▶ EXERCISE DESCRIPTION
Copy out each line of the entries where the word "await" is present.
[Start of Attachment]
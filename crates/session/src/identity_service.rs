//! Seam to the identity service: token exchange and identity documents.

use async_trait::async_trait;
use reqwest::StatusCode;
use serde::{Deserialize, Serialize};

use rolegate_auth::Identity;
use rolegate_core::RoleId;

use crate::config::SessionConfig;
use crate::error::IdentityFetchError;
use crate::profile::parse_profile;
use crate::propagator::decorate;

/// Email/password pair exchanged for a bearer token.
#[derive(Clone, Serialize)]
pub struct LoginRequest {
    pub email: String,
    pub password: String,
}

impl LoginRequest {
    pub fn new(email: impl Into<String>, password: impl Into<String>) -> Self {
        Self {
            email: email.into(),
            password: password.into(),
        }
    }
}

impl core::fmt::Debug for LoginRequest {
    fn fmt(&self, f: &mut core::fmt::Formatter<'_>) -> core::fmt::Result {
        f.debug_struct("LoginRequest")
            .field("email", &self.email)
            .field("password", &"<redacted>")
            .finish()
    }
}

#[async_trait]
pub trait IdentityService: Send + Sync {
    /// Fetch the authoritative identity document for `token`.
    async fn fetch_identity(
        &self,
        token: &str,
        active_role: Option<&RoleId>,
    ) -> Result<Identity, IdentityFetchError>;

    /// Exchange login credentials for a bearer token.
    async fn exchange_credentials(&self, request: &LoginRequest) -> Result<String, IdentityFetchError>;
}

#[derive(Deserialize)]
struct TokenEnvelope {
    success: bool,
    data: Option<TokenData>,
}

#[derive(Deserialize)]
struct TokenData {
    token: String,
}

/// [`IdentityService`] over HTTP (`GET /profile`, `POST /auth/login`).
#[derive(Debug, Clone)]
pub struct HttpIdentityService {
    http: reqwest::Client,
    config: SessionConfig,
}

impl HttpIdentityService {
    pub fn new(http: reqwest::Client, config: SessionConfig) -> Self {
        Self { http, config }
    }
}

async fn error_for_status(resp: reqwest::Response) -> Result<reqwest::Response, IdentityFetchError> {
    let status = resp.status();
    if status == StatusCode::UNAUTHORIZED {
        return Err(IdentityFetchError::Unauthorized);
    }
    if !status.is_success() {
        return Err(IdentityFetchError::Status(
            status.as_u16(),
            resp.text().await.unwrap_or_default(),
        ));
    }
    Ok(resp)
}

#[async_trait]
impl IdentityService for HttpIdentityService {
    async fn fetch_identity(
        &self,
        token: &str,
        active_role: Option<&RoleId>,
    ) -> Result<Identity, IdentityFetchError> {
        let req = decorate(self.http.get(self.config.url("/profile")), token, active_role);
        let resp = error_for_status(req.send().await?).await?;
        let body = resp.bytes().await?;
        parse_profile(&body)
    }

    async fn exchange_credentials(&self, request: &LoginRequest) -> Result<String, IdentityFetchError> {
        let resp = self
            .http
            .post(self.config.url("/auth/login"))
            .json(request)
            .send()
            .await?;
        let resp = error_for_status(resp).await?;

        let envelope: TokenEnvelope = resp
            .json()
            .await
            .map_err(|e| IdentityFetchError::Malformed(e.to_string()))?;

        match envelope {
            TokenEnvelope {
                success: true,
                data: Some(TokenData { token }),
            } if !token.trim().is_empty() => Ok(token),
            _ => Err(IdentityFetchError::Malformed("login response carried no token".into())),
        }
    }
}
[End of Attachment]
[Start of Attachment]
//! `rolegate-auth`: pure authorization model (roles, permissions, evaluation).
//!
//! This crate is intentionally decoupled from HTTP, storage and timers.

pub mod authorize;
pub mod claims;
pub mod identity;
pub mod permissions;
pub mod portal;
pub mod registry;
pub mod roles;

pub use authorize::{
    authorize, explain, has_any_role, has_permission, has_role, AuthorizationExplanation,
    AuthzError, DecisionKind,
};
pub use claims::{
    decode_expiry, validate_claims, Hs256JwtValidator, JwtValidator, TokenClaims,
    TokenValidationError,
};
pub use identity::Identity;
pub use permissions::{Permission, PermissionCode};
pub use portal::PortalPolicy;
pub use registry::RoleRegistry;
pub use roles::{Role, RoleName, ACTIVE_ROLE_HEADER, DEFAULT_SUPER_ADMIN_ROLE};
[End of Attachment]
▶ ANSWER TO THIS TASK
            resp.text().await.unwrap_or_default(),
        let resp = error_for_status(req.send().await?).await?;
        let body = resp.bytes().await?;
            .await?;
        let resp = error_for_status(resp).await?;
            .await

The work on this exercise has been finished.